[WHAT YOU ARE ASKED TO DO]:
Whenever the string "info" turns up in a line below, that line should be copied.

Stored data entries:
↓↓↓

// Stale-while-revalidate access to player datasets.
//
// A cached dataset is returned immediately and refreshed in a detached task;
// without one, the seasons are fetched (in parallel), parsed, merged, and
// stored before returning.

use std::sync::Arc;

use futures_util::future::try_join_all;
use thiserror::Error;
use tokio::task::JoinHandle;
use tracing::{debug, info, warn};

use crate::merge::merge_seasons;
use crate::player::{parse_season, PlayerRecord};
use crate::season::{Season, SeasonCatalog, SelectionOption, SELECTED_SEASON_KEY};
use crate::source::{FetchError, SeasonSource};
use crate::store::CacheStore;

#[derive(Debug, Error)]
pub enum LoadError {
    #[error(transparent)]
    Fetch(#[from] FetchError),

    #[error("failed to encode dataset for the cache: {0}")]
    Encode(#[from] serde_json::Error),
}

/// Where a loaded dataset came from.
#[derive(Debug, Clone, Copy, PartialEq, Eq)]
pub enum Origin {
    Cache,
    Network,
}

/// Handle to a detached background refresh. Dropping it does not cancel the
/// refresh.
#[derive(Debug)]
pub struct RefreshHandle(JoinHandle<()>);

impl RefreshHandle {
    pub fn is_finished(&self) -> bool {
        self.0.is_finished()
    }

    /// Wait for the refresh to finish. Its outcome only shows up in the cache.
    pub async fn wait(self) {
        if let Err(e) = self.0.await {
            warn!("background refresh task aborted: {e}");
        }
    }
}

#[derive(Debug)]
pub struct Loaded {
    /// The resolved selection (after unknown-value fallback).
    pub option: SelectionOption,
    pub players: Vec<PlayerRecord>,
    pub origin: Origin,
    /// Set when the players came from the cache and a refresh was spawned.
    pub refresh: Option<RefreshHandle>,
}

struct Inner<S, C> {
    source: S,
    store: C,
    catalog: SeasonCatalog,
}

impl<S: SeasonSource, C: CacheStore> Inner<S, C> {
    /// Fetch every season of `option`, merge, and overwrite the cache entry.
    async fn refresh(
        &self,
        option: &SelectionOption,
        key: &str,
    ) -> Result<Vec<PlayerRecord>, LoadError> {
        let seasons = self.catalog.seasons_for(option);
        let mut fetches = Vec::with_capacity(seasons.len());
        for season in seasons {
            fetches.push(self.fetch_season(season));
        }
        let datasets = try_join_all(fetches).await?;

        let players = merge_seasons(datasets);
        let json = serde_json::to_string(&players)?;
        if let Err(e) = self.store.set(key, &json) {
            warn!("failed to store dataset under {key}: {e:#}");
        }
        Ok(players)
    }

    async fn fetch_season(&self, season: &Season) -> Result<Vec<PlayerRecord>, FetchError> {
        let text = self.source.fetch_csv(season).await?;
        let players = parse_season(&text);
        debug!(season = %season.year, players = players.len(), "season fetched");
        Ok(players)
    }

    fn cached(&self, key: &str) -> Option<Vec<PlayerRecord>> {
        let json = match self.store.get(key) {
            Ok(Some(json)) => json,
            Ok(None) => return None,
            Err(e) => {
                warn!("failed to read cache entry {key}: {e:#}");
                return None;
            }
        };
        match serde_json::from_str(&json) {
            Ok(players) => Some(players),
            Err(e) => {
                warn!("discarding unreadable cache entry {key}: {e}");
                None
            }
        }
    }
}

/// Data access for the presentation layer.
pub struct PlayerGateway<S, C> {
    inner: Arc<Inner<S, C>>,
}

impl<S, C> Clone for PlayerGateway<S, C> {
    fn clone(&self) -> Self {
        Self {
            inner: Arc::clone(&self.inner),
        }
    }
}

impl<S, C> PlayerGateway<S, C>
where
    S: SeasonSource + 'static,
    C: CacheStore + 'static,
{
    pub fn new(source: S, store: C, catalog: SeasonCatalog) -> Self {
        Self {
            inner: Arc::new(Inner {
                source,
                store,
                catalog,
            }),
        }
    }

    pub fn catalog(&self) -> &SeasonCatalog {
        &self.inner.catalog
    }

    pub fn store(&self) -> &C {
        &self.inner.store
    }

    /// Load the dataset for `selection`.
    ///
    /// Warm: returns the cached dataset without touching the network and
    /// spawns a refresh whose failure is only logged. Cold: fetches all
    /// seasons; any fetch failure fails the load and nothing is stored.
    ///
    /// Must be called within a Tokio runtime.
    pub async fn load(&self, selection: &str) -> Result<Loaded, LoadError> {
        let option = self.inner.catalog.option(selection).clone();
        let key = self.inner.catalog.cache_key(&option.value);

        if let Some(players) = self.inner.cached(&key) {
            info!(
                "serving {} cached players for '{}', refreshing in background",
                players.len(),
                option.value
            );
            let refresh = self.spawn_refresh(option.clone(), key);
            return Ok(Loaded {
                option,
                players,
                origin: Origin::Cache,
                refresh: Some(refresh),
            });
        }

        let players = self.inner.refresh(&option, &key).await?;
        info!("loaded {} players for '{}'", players.len(), option.value);
        Ok(Loaded {
            option,
            players,
            origin: Origin::Network,
            refresh: None,
        })
    }

    fn spawn_refresh(&self, option: SelectionOption, key: String) -> RefreshHandle {
        let inner = Arc::clone(&self.inner);
        RefreshHandle(tokio::spawn(async move {
            match inner.refresh(&option, &key).await {
                Ok(players) => debug!(
                    "background refresh stored {} players for '{}'",
                    players.len(),
                    option.value
                ),
                Err(e) => warn!("background refresh for '{}' failed: {e}", option.value),
            }
        }))
    }

    /// Remember `value` as the last selection used.
    pub fn remember_selection(&self, value: &str) -> anyhow::Result<()> {
        self.inner.store.set(SELECTED_SEASON_KEY, value)
    }

    /// The last remembered selection, if it still names a known option.
    pub fn last_selection(&self) -> Option<String> {
        match self.inner.store.get(SELECTED_SEASON_KEY) {
            Ok(Some(value)) if self.inner.catalog.contains(&value) => Some(value),
            Ok(_) => None,
            Err(e) => {
                warn!("failed to read remembered selection: {e:#}");
                None
            }
        }
    }
}

// ---------------------------------------------------------------------------
// Tests
// ---------------------------------------------------------------------------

↑↑↑

[WRITTEN REPLY]:
use tracing::{debug, info, warn};
            info!(
        info!("loaded {} players for '{}'", players.len(), option.value);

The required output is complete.